June 06, 2013

What To Do Before An Assessment

In every ASD Facebook group or page that I am part of, inevitably someone new pops up and asks "We are having our child assessed soon. I've no idea what to expect. What do I need to do to prepare?"

My answer: Write down everything. And I mean everything.

Every little thing that you remember about your child from the day they were born about the way they did things, how they slept, how they ate, developmental milestones, behaviours that weren't quite right, things you thought were a bit strange but you couldn't put your finger on what was going on. Wouldnt sleep unless wrapped tight as a bug? Write it down. Screams at hand dryers in bathrooms? Write it down. Changes the type of voice used sometimes? Write it down. Cant handle paint colours being mixed together? Write it down. Takes a long time to respond to questions? Write it down.

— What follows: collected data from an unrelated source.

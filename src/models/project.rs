use chrono::NaiveDate;
use serde::{Deserialize, Serialize};
use std::fmt;

/// Project priority levels.
///
/// Ordering follows severity (Critical sorts first), which is the order
/// priorities are presented in filter dropdowns.
#[derive(Debug, Clone, Copy, PartialEq, Eq, PartialOrd, Ord, Hash, Serialize, Deserialize)]
pub enum Priority {
    Critical,
    High,
    Medium,
    Low,
}

impl Priority {
    /// Chart color for this priority level.
    pub fn color(&self) -> &'static str {
        match self {
            Priority::Critical => "#ff4444",
            Priority::High => "#ff8800",
            Priority::Medium => "#4CAF50",
            Priority::Low => "#2196F3",
        }
    }
}

impl fmt::Display for Priority {
    fn fmt(&self, f: &mut fmt::Formatter<'_>) -> fmt::Result {
        let s = match self {
            Priority::Critical => "Critical",
            Priority::High => "High",
            Priority::Medium => "Medium",
            Priority::Low => "Low",
        };
        f.write_str(s)
    }
}

/// Health status attached to an individual stage.
#[derive(Debug, Clone, Copy, Default, PartialEq, Eq, Serialize, Deserialize)]
#[serde(rename_all = "lowercase")]
pub enum StageStatus {
    #[default]
    Normal,
    Critical,
    Warning,
    Completed,
    Delayed,
}

impl StageStatus {
    /// Chart color for this status. Normal doubles as the default color.
    pub fn color(&self) -> &'static str {
        match self {
            StageStatus::Critical => "#ff4444",
            StageStatus::Warning => "#ff9800",
            StageStatus::Delayed => "#ff5722",
            StageStatus::Completed => "#4CAF50",
            StageStatus::Normal => "#2196F3",
        }
    }
}

impl fmt::Display for StageStatus {
    fn fmt(&self, f: &mut fmt::Formatter<'_>) -> fmt::Result {
        let s = match self {
            StageStatus::Normal => "normal",
            StageStatus::Critical => "critical",
            StageStatus::Warning => "warning",
            StageStatus::Completed => "completed",
            StageStatus::Delayed => "delayed",
        };
        f.write_str(s)
    }
}

/// Overall project status derived from progress and dates.
#[derive(Debug, Clone, Copy, PartialEq, Eq)]
pub enum DerivedStatus {
    Completed,
    Overdue,
    InProgress,
    NotStarted,
}

impl DerivedStatus {
    pub fn label(&self) -> &'static str {
        match self {
            DerivedStatus::Completed => "Completed",
            DerivedStatus::Overdue => "Overdue",
            DerivedStatus::InProgress => "In Progress",
            DerivedStatus::NotStarted => "Not Started",
        }
    }
}

/// A single stage within a project's timeline.
#[derive(Debug, Clone, PartialEq, Serialize, Deserialize)]
pub struct StageRecord {
    pub name: String,
    pub start: NaiveDate,
    pub end: NaiveDate,

    #[serde(default)]
    pub progress_percent: u8,

    #[serde(default, skip_serializing_if = "Option::is_none")]
    pub status: Option<StageStatus>,
}

impl StageRecord {
    /// Whole days covered by this stage.
    pub fn duration_days(&self) -> i64 {
        days_between(self.start, self.end)
    }
}

/// One project row on the dashboard.
///
/// Records are produced by an external data loader and treated as
/// read-only input by the filter engine and the modal controller.
#[derive(Debug, Clone, PartialEq, Serialize, Deserialize)]
pub struct ProjectRecord {
    pub name: String,
    pub category: String,
    pub priority: Priority,
    pub team_lead: String,

    #[serde(default)]
    pub description: String,

    #[serde(default)]
    pub progress_percent: u8,

    pub start: NaiveDate,
    pub end: NaiveDate,

    #[serde(default)]
    pub stages: Vec<StageRecord>,
}

impl ProjectRecord {
    /// Whole days between project start and end.
    pub fn total_duration_days(&self) -> i64 {
        days_between(self.start, self.end)
    }

    /// Derive the overall status from progress and the end date.
    pub fn derived_status(&self, today: NaiveDate) -> DerivedStatus {
        if self.progress_percent >= 100 {
            DerivedStatus::Completed
        } else if today > self.end {
            DerivedStatus::Overdue
        } else if self.progress_percent > 0 {
            DerivedStatus::InProgress
        } else {
            DerivedStatus::NotStarted
        }
    }
}

/// Format a date for display, e.g. "Jan 5, 2026".
pub fn format_date(date: NaiveDate) -> String {
    date.format("%b %-d, %Y").to_string()
}

/// Whole days between two dates. Negative when `end` precedes `start`.
pub fn days_between(start: NaiveDate, end: NaiveDate) -> i64 {
    (end - start).num_days()
}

Spend weeks doing this. Every time a thought pops into your head, a vague memory from years ago perhaps, jot it down. Write a catalogue of your child's behaviours and put them into groups. If you are having an ASD assessment, match them against the DSM5 criteria. Otherwise just put them into logical groupings: development, communication, sensory, behavioural, social.  Print it up and take it with you to your first appointment and watch the doctor fall over in amazement and gratitude.  It makes their job so much easier when there is a clear list of the issues at hand, and they take you far more seriously than if you (like so many) sit down and in a moment of anxiety forget every important thing you ever knew. Sometimes the Parent Questionairre they give you doesn't contain the right questions to elicit all the pertinent facts, or the clinician doing the assessing doesn't probe deep enough.  Hell, if you have to, take videos of your child so they can see for themselves what may never present in a clinical setting.  If you have everything that you know about your child in black and white in your words it will be more powerful than you can imagine.